Or – Vegetarians get no respect!

I need to channel my inner Rodney Dangerfield. We don’t get no respect, I tell ya, no respect. I just picked up this flyer from my local BJ’s Wholesale Club.

meatless is not meat less

You Keep Using That Word, I Do Not Think It Means What You Think It Means

Meatless Meal Solutions. I thought – Great! Coupons I can use! Then, I gave the coupons a look. Salmon, Tilapia, Clams. Not items that you would find on a vegetarian’s table for meatless Monday, or any other day.

How many times have you spotted a Meatless Monday recipe only to find that it includes fish, shrimp, or even chicken? Meatless – how complicated can this one word be? Turns out, it’s complicated.

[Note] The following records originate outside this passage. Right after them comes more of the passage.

//! Side-channel collaborator: plain request/response fetch of a named
//! external resource, used to hydrate large structured fields outside the
//! main channel. Interface only — implementations live with the embedding
//! application.

use thiserror::Error;

#[derive(Error, Debug)]
pub enum FetchError {
    #[error("resource not found: {0}")]
    NotFound(String),
    #[error("fetch failed: {0}")]
    Failed(String),
}

/// Fetch one named resource as text.
pub trait BlobFetcher: Send {
    fn fetch(&self, name: &str) -> Result<String, FetchError>;
}

/// Collaborator that has nothing: every fetch misses. Used in tests and
/// headless runs.
#[derive(Debug, Default)]
pub struct NullFetcher;

impl BlobFetcher for NullFetcher {
    fn fetch(&self, name: &str) -> Result<String, FetchError> {
        Err(FetchError::NotFound(name.to_string()))
    }
}
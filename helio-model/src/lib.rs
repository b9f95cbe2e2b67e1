//! # helio-model — variable tree mirror for controller panels
//!
//! The data model behind a helio session: a hierarchical tree of
//! [`Variable`] nodes as pushed by the controller in its one-time snapshot,
//! and the [`ModelStore`] that keeps the client-side mirror of that tree
//! consistent while partial updates stream in.
//!
//! The tree is owned top-down: a parent exclusively owns its children, so
//! ownership and acyclicity are structural, not runtime invariants. After
//! the snapshot the tree is only mutated locally — subtree grafts, attribute
//! merges and table row rewrites — and is discarded wholesale on reconnect.

pub mod store;
pub mod value;
pub mod var;

pub use store::ModelStore;
pub use value::{OptionEntry, Value};
pub use var::{init_cap, sort_siblings, sort_tree, DynamicState, VarKind, VarPatch, Variable};
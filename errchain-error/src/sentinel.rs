//! Sentinel conditions for errchain

use std::error::Error as StdError;
use std::fmt;

/// A named, payload-free failure condition compared by identity.
///
/// Every sentinel is a `static` item defined in this module. There is no
/// public constructor and the type is neither `Clone` nor `Copy`, so two
/// references to "the same" condition always point at the same address.
///
/// A sentinel enters an error chain by reference:
///
/// ```rust
/// use errchain_error::{ErrorChainExt, Wrapped, RESOURCE_NOT_FOUND};
///
/// let err = Wrapped::new("could not retrieve resource data", &RESOURCE_NOT_FOUND);
/// assert!(err.has_sentinel(&RESOURCE_NOT_FOUND));
/// ```
pub struct Sentinel {
    name: &'static str,
    message: &'static str,
}

/// The requested domain resource does not exist
pub static RESOURCE_NOT_FOUND: Sentinel = Sentinel::new("ResourceNotFound", "resource not found");

/// A storage query returned no rows
pub static NO_ROWS_AVAILABLE: Sentinel = Sentinel::new("NoRowsAvailable", "no rows in result set");

/// A filesystem path does not exist
pub static PATH_DOES_NOT_EXIST: Sentinel = Sentinel::new("PathDoesNotExist", "file does not exist");

/// Every sentinel known to the system
pub static ALL: [&Sentinel; 3] = [&RESOURCE_NOT_FOUND, &NO_ROWS_AVAILABLE, &PATH_DOES_NOT_EXIST];

impl Sentinel {
    const fn new(name: &'static str, message: &'static str) -> Self {
        Self { name, message }
    }

    /// Stable identifier, e.g. `ResourceNotFound`
    pub fn name(&self) -> &'static str {
        self.name
    }

    /// Rendered message, e.g. `resource not found`
    pub fn message(&self) -> &'static str {
        self.message
    }

    /// Check whether a single chain node is this sentinel.
    ///
    /// Matches the sentinel itself (`&RESOURCE_NOT_FOUND as &dyn Error`) as
    /// well as a boxed `&'static Sentinel` sitting inside a chain. Does not
    /// follow `source()`.
    pub fn is(&'static self, err: &(dyn StdError + 'static)) -> bool {
        if let Some(found) = err.downcast_ref::<Sentinel>() {
            return std::ptr::eq(found, self);
        }
        match err.downcast_ref::<&'static Sentinel>() {
            Some(found) => std::ptr::eq(*found, self),
            None => false,
        }
    }

    /// Look up the sentinel a chain node refers to, if any
    pub fn of(err: &(dyn StdError + 'static)) -> Option<&'static Sentinel> {
        ALL.iter().copied().find(|sentinel| sentinel.is(err))
    }
}

impl PartialEq for Sentinel {
    fn eq(&self, other: &Self) -> bool {
        std::ptr::eq(self, other)
    }
}

impl Eq for Sentinel {}

impl fmt::Debug for Sentinel {
    fn fmt(&self, f: &mut fmt::Formatter<'_>) -> fmt::Result {
        f.write_str(self.name)
    }
}

impl fmt::Display for Sentinel {
    fn fmt(&self, f: &mut fmt::Formatter<'_>) -> fmt::Result {
        f.write_str(self.message)
    }
}

impl StdError for Sentinel {}
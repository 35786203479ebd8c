//! # Request pipeline
//!
//! Runs the config stage then the data stage. A config failure
//! short-circuits; the data stage never runs. Each stage inspects its own
//! failure for logging, then wraps it with the stage context and
//! propagates it unchanged underneath.

use crate::config::{ConfigSource, SimulatedConfig};
use crate::fetch::{DataSource, SimulatedStore};
use errchain_error::{
    BoxError, ConfigError, ErrorChainExt, NO_ROWS_AVAILABLE, PATH_DOES_NOT_EXIST,
    RESOURCE_NOT_FOUND,
};
use serde::Serialize;
use std::error::Error as StdError;
use std::fmt;
use thiserror::Error;
use tracing::{info, warn};

/// Stage of the pipeline an error came from
#[derive(Debug, Clone, Copy, PartialEq, Eq, Hash, Serialize)]
#[serde(rename_all = "snake_case")]
pub enum Stage {
    Config,
    Fetch,
}

impl Stage {
    pub fn as_str(&self) -> &'static str {
        match self {
            Stage::Config => "config",
            Stage::Fetch => "fetch",
        }
    }
}

impl fmt::Display for Stage {
    fn fmt(&self, f: &mut fmt::Formatter<'_>) -> fmt::Result {
        write!(f, "{}", self.as_str())
    }
}

/// Failure of a whole request, tagged with the stage that failed
#[derive(Debug, Error)]
pub enum PipelineError {
    #[error("failed during config stage: {0}")]
    Config(#[source] ConfigError),

    #[error("failed during data fetching stage: {0}")]
    Fetch(#[source] BoxError),
}

impl PipelineError {
    pub fn stage(&self) -> Stage {
        match self {
            PipelineError::Config(_) => Stage::Config,
            PipelineError::Fetch(_) => Stage::Fetch,
        }
    }
}

/// Two-stage request runner over pluggable sources
#[derive(Debug, Clone, Default)]
pub struct Pipeline<C = SimulatedConfig, D = SimulatedStore> {
    config: C,
    store: D,
}

impl Pipeline {
    /// Pipeline over the simulated config and data stages
    pub fn simulated() -> Self {
        Self::default()
    }
}

impl<C: ConfigSource, D: DataSource> Pipeline<C, D> {
    pub fn new(config: C, store: D) -> Self {
        Self { config, store }
    }

    /// Run one request.
    ///
    /// Returns the fetched data, or the failing stage's error with the
    /// original cause still reachable through `source()`.
    pub fn process(&self, resource: &str, query: &str) -> Result<String, PipelineError> {
        info!(resource, query, "Processing request");

        if let Err(err) = self.config.load(resource) {
            inspect_config_failure(&err);
            return Err(PipelineError::Config(err));
        }

        match self.store.fetch(query) {
            Ok(data) => {
                info!(data = %data, "Successfully processed request");
                Ok(data)
            }
            Err(err) => {
                inspect_fetch_failure(err.as_ref());
                Err(PipelineError::Fetch(err))
            }
        }
    }
}

/// Run one request through the simulated stages
pub fn process_request(resource: &str, query: &str) -> Result<String, PipelineError> {
    Pipeline::simulated().process(resource, query)
}

fn inspect_config_failure(err: &ConfigError) {
    warn!(
        operation = err.operation(),
        file = err.resource_identifier(),
        "Detailed config error"
    );
    if err.has_sentinel(&PATH_DOES_NOT_EXIST) {
        info!("Underlying cause: file does not exist, a fallback could be attempted");
    }
}

fn inspect_fetch_failure(err: &(dyn StdError + Send + Sync + 'static)) {
    if err.has_sentinel(&NO_ROWS_AVAILABLE) {
        warn!("Data fetch error: the requested data was not found in the database");
    } else if err.has_sentinel(&RESOURCE_NOT_FOUND) {
        warn!("Data fetch error: a specific resource was not found");
    } else {
        warn!(error = %err, "Unknown error while fetching data");
    }
}

#[cfg(test)]
mod tests {
    use super::*;
    use errchain_error::{Message, Wrapped};
    use tracing_test::traced_test;

    struct FailingConfig;

    impl ConfigSource for FailingConfig {
        fn load(&self, resource: &str) -> Result<(), ConfigError> {
            Err(ConfigError::leaf(resource, "open file"))
        }
    }

    struct PanickingStore;

    impl DataSource for PanickingStore {
        fn fetch(&self, _query: &str) -> Result<String, BoxError> {
            panic!("data stage must not run after a config failure");
        }
    }

    struct LayeredStore;

    impl DataSource for LayeredStore {
        fn fetch(&self, query: &str) -> Result<String, BoxError> {
            let inner = Wrapped::new(format!("query {}", query), &NO_ROWS_AVAILABLE);
            let middle = Wrapped::new("connection pool", inner);
            Err(Box::new(Wrapped::new("repository", middle)))
        }
    }

    #[test]
    fn test_config_failure_short_circuits() {
        let pipeline = Pipeline::new(FailingConfig, PanickingStore);
        let err = pipeline.process("app.json", "123").unwrap_err();
        assert_eq!(err.stage(), Stage::Config);
        assert_eq!(
            err.to_string(),
            "failed during config stage: config error during 'open file' for file 'app.json': <nil>"
        );
    }

    #[test]
    fn test_deep_fetch_chain_keeps_root_cause() {
        let pipeline = Pipeline::new(SimulatedConfig, LayeredStore);
        let err = pipeline.process("valid.json", "7").unwrap_err();
        assert_eq!(err.stage(), Stage::Fetch);
        assert!(err.has_sentinel(&NO_ROWS_AVAILABLE));
        assert_eq!(err.chain().count(), 5);
        assert_eq!(
            err.to_string(),
            "failed during data fetching stage: repository: connection pool: query 7: no rows in result set"
        );
    }

    #[test]
    #[traced_test]
    fn test_config_failure_logs_operation_and_fallback() {
        let err = process_request("missing.json", "123").unwrap_err();
        assert_eq!(err.stage(), Stage::Config);
        assert!(logs_contain("Detailed config error"));
        assert!(logs_contain("operation=\"open file\""));
        assert!(logs_contain("file=\"missing.json\""));
        assert!(logs_contain("a fallback could be attempted"));
    }

    #[test]
    #[traced_test]
    fn test_parse_failure_does_not_suggest_fallback() {
        process_request("invalid.json", "123").unwrap_err();
        assert!(logs_contain("operation=\"parse content\""));
        assert!(!logs_contain("a fallback could be attempted"));
    }

    #[test]
    fn test_success() {
        assert_eq!(process_request("valid.json", "123").unwrap(), "Sample Data");
    }

    #[test]
    fn test_unknown_query_is_fetch_failure() {
        let err = process_request("valid.json", "abc").unwrap_err();
        assert_eq!(err.stage(), Stage::Fetch);
        assert!(err.find_cause::<Message>().is_some());
        assert!(err.sentinel().is_none());
    }

    #[test]
    fn test_stage_display() {
        assert_eq!(Stage::Config.to_string(), "config");
        assert_eq!(Stage::Fetch.to_string(), "fetch");
    }
}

The Merriam – Webster online dictionary defines meat as – “animal tissue considered especially as food”. But, also as – “flesh of a mammal as opposed to fowl or fish”. They also define fish as – “an aquatic animal”. Under fowl we have – “a bird of any kind” and “meat of fowls used as food”.

Confused? Me, too. Animal tissue, flesh, meat. I’m fairly sure that none of those words fit in with the concept of “meatless”.

So, until we get this whole meatless thing defined, be careful what you buy or eat. What you think is meatless, might not be without meat after all.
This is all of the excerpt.